The ESB must have facilities of storing messages until they are delivered to the addressees, buffering the messages in case consumers are not able to process them in real time during the peak-load periods. A reserve channel for messages delivery should also be in place in case the main one fails.

• Failover message broker cluster
• Autoscale of all ESB components
• Implementation of Retry and Circuit Breaker patterns in the message delivery to ensure high resilience

5. A single environment for ESB integration services

Gain from a unified user interface for integration scenario development, centralized management, control, monitoring, and administration of the ESB integration scheme.

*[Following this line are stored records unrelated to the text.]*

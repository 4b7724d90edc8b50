//! Readbatch core: accounts, settings, parameter randomization and the task registry.
mod account;
mod error;
mod randomizer;
mod registry;
mod settings;
mod status;
mod task;
mod view_model;

pub use account::{parse_accounts, Credential};
pub use error::ValidationError;
pub use randomizer::{correlated_time, randomize, ReadingTargets, CORRELATION_WINDOW};
pub use registry::{StatusUpdate, TaskRegistry};
pub use settings::{BookMode, ReadingRanges, RunSettings};
pub use status::{is_terminal, StatusBucket, TaskStatus, TERMINAL_STATUSES};
pub use task::{
    SelectedBook, TaskId, TaskParams, TaskRecord, Tracking, QUEUED_MESSAGE, UNKNOWN_BOOK,
};
pub use view_model::{Summary, TaskRowView};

For this, a user interface should contain a set of tools:

• Configuring adapters, transforming messages, queuing, and routing messages and data
• Management and configuration of data transport between ESB services
• Management and administration of control, monitoring and diagnostic services

Benefits: Enterprise Service Bus technology simplifies a message-driven integration of diverse services from heterogeneous environments. The backend system developer teams can focus on the backend business logic relying on the existing ESB integration facilities, which otherwise, should also be implemented. Thanks to the cloud and opened architecture, ESB within SOA-based systems can bring the highest resilience and scalability of integration and help optimize cost spending since you only pay for the consumed resources.

Conclusion

Comparing the benefits and drawbacks of both Message Broker and Enterprise Service Bus, we can assume that the most effective integration approach for enterprise-level SOA systems is cloud-based Enterprise Service Bus. Not only does it optimize development and support processes, but also brings in flexible pricing, high availability, reliability, efficiency, and predictability of costs.